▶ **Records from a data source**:
*** Begin section ***

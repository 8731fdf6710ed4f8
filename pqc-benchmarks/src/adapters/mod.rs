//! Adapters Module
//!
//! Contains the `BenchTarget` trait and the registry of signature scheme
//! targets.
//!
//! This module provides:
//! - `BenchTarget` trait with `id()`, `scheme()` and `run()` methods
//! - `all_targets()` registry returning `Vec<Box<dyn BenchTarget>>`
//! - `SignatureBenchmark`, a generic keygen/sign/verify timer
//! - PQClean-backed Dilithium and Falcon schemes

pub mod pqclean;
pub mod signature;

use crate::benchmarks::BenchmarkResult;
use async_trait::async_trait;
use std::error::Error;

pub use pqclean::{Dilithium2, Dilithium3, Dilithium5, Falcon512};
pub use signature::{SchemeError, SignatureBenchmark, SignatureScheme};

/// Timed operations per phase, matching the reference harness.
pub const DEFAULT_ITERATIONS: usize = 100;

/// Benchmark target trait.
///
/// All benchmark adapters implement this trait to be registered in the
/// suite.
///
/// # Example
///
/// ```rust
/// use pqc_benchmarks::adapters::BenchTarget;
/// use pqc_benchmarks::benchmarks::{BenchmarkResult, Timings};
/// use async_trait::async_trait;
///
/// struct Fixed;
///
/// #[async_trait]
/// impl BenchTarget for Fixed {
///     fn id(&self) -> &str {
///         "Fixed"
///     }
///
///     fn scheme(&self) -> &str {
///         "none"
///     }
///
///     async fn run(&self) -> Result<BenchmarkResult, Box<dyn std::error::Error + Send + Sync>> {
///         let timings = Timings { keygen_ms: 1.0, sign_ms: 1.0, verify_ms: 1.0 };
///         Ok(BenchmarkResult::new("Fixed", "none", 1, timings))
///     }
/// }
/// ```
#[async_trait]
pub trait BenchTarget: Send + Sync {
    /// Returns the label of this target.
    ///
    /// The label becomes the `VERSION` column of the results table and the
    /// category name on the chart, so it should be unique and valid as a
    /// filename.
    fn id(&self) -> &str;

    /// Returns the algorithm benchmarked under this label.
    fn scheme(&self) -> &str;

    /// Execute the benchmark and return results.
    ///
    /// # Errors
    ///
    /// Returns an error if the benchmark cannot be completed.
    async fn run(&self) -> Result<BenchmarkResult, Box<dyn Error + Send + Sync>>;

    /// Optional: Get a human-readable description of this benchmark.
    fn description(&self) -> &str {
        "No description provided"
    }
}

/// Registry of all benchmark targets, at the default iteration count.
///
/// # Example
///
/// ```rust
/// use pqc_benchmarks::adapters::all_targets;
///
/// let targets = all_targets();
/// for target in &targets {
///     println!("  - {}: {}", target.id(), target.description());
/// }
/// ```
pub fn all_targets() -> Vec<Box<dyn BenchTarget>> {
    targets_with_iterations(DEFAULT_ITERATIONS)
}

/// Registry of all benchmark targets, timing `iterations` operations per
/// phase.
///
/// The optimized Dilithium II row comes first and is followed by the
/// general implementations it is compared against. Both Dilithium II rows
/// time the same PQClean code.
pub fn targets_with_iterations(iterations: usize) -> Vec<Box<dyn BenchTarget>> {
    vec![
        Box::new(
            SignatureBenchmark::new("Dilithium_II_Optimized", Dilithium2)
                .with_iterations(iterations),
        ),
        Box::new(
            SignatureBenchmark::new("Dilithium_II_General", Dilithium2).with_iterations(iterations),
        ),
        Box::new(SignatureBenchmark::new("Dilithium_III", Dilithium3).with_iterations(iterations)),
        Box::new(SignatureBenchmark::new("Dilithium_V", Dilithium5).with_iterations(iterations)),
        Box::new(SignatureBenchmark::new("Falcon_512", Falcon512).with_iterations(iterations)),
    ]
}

*** End section ***
*** Begin section ***

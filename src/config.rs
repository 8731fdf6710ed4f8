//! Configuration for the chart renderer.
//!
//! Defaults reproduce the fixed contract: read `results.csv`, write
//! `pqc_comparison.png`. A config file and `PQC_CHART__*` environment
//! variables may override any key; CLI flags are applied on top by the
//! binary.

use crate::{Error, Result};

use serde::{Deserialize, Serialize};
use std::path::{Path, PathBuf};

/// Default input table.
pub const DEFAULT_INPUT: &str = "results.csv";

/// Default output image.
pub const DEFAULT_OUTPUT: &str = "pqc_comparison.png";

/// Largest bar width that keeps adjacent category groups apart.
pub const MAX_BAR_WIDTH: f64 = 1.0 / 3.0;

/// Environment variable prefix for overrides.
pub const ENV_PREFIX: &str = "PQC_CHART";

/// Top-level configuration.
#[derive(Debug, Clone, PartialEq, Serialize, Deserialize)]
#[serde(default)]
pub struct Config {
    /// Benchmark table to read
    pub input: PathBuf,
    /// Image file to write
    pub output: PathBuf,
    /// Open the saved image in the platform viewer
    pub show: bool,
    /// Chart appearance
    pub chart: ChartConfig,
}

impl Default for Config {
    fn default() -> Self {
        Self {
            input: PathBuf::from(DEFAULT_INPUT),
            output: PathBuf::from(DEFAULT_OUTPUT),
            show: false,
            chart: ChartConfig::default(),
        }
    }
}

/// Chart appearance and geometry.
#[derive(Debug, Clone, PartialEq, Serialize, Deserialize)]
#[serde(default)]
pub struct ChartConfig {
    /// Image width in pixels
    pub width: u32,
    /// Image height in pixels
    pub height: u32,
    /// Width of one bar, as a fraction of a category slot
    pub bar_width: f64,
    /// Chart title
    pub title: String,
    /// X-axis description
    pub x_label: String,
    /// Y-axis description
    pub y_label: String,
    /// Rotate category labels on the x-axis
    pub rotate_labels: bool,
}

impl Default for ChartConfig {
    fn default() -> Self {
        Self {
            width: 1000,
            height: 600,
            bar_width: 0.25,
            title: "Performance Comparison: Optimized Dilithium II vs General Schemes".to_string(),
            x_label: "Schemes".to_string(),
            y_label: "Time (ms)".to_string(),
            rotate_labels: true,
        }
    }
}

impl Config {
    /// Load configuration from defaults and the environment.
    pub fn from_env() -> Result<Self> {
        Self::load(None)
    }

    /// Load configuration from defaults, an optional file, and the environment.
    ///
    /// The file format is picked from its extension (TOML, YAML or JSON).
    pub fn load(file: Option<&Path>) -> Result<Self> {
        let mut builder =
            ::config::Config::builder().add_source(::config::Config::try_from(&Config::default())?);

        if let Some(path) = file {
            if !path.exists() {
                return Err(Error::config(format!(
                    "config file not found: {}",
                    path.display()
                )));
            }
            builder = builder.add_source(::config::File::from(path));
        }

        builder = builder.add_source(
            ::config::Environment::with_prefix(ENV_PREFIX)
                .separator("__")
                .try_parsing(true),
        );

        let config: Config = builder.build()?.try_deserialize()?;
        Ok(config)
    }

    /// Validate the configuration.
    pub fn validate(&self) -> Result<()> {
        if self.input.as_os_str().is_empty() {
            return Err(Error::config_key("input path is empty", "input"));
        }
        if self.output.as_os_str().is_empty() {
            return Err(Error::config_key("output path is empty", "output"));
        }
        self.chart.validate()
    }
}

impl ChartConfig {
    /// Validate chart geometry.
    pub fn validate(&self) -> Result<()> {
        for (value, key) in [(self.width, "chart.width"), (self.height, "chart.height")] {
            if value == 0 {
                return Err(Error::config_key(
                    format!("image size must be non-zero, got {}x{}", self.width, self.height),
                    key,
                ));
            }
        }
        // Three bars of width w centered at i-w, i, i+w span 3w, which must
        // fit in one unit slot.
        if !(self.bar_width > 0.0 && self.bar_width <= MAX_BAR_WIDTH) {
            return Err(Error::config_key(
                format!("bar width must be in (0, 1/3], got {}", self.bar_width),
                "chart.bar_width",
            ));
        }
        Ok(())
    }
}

*** End section ***

▶ **TASK DESCRIPTION**: Take the stretch of lines above from the one containing "pub const MAX_BAR_WIDTH: f64 = 1.0 / 3.0;" through the one containing "on the x-axis" and repeat it exactly, adding no other line.

▶ **ANSWER BELOW**:
pub const MAX_BAR_WIDTH: f64 = 1.0 / 3.0;

/// Environment variable prefix for overrides.
pub const ENV_PREFIX: &str = "PQC_CHART";

/// Top-level configuration.
#[derive(Debug, Clone, PartialEq, Serialize, Deserialize)]
#[serde(default)]
pub struct Config {
    /// Benchmark table to read
    pub input: PathBuf,
    /// Image file to write
    pub output: PathBuf,
    /// Open the saved image in the platform viewer
    pub show: bool,
    /// Chart appearance
    pub chart: ChartConfig,
}

impl Default for Config {
    fn default() -> Self {
        Self {
            input: PathBuf::from(DEFAULT_INPUT),
            output: PathBuf::from(DEFAULT_OUTPUT),
            show: false,
            chart: ChartConfig::default(),
        }
    }
}

/// Chart appearance and geometry.
#[derive(Debug, Clone, PartialEq, Serialize, Deserialize)]
#[serde(default)]
pub struct ChartConfig {
    /// Image width in pixels
    pub width: u32,
    /// Image height in pixels
    pub height: u32,
    /// Width of one bar, as a fraction of a category slot
    pub bar_width: f64,
    /// Chart title
    pub title: String,
    /// X-axis description
    pub x_label: String,
    /// Y-axis description
    pub y_label: String,
    /// Rotate category labels on the x-axis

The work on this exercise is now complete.